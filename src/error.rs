//! Error types for the DWG bitstream decoder

use thiserror::Error;

/// Error raised by a bitstream read.
///
/// A failed read never moves the caller's bit cursor, so the caller may skip
/// the offending record and keep decoding independent ones.
#[derive(Debug, Clone, PartialEq, Eq, Error)]
pub enum DwgError {
    /// The read needs more bits than the buffer holds past the cursor
    #[error("Read of {bits} bits at bit offset {bit_offset} exceeds buffer of {buffer_len} bytes")]
    OutOfBounds {
        bit_offset: usize,
        bits: usize,
        buffer_len: usize,
    },

    /// A 2-bit prefix code the format marks as "not used"
    #[error("Invalid prefix code {code} for {value_type}")]
    InvalidPrefixCode { value_type: &'static str, code: u8 },

    /// A modular integer still flags a continuation on its last permitted byte
    #[error("{value_type} continues past the maximum of {max_bytes} bytes")]
    ContinuationOverflow {
        value_type: &'static str,
        max_bytes: usize,
    },

    /// Handle payload longer than the configured maximum
    #[error("Handle byte count {counter} exceeds maximum of {max}")]
    HandleTooLong { counter: usize, max: usize },

    /// Negative character count in front of a text value
    #[error("Invalid text length: {0}")]
    InvalidTextLength(i16),

    /// Checksum range outside the slice
    #[error("Range {start}+{count} is outside a slice of {len} bytes")]
    InvalidRange {
        start: usize,
        count: usize,
        len: usize,
    },

    /// A value the writer cannot represent in the requested encoding
    #[error("Value out of range for {value_type}: {value}")]
    ValueOutOfRange {
        value_type: &'static str,
        value: i64,
    },
}

/// Result type alias for bitstream operations
pub type Result<T> = std::result::Result<T, DwgError>;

▶ **INSTRUCTIONS TO FOLLOW**
From the records above, copy only the lines starting with the line that holds "continues past the" and going on through the line that holds "exceeds maximum of", exactly as written.

▶ **WORKED SOLUTION**
    #[error("{value_type} continues past the maximum of {max_bytes} bytes")]
    ContinuationOverflow {
        value_type: &'static str,
        max_bytes: usize,
    },

    /// Handle payload longer than the configured maximum
    #[error("Handle byte count {counter} exceeds maximum of {max}")]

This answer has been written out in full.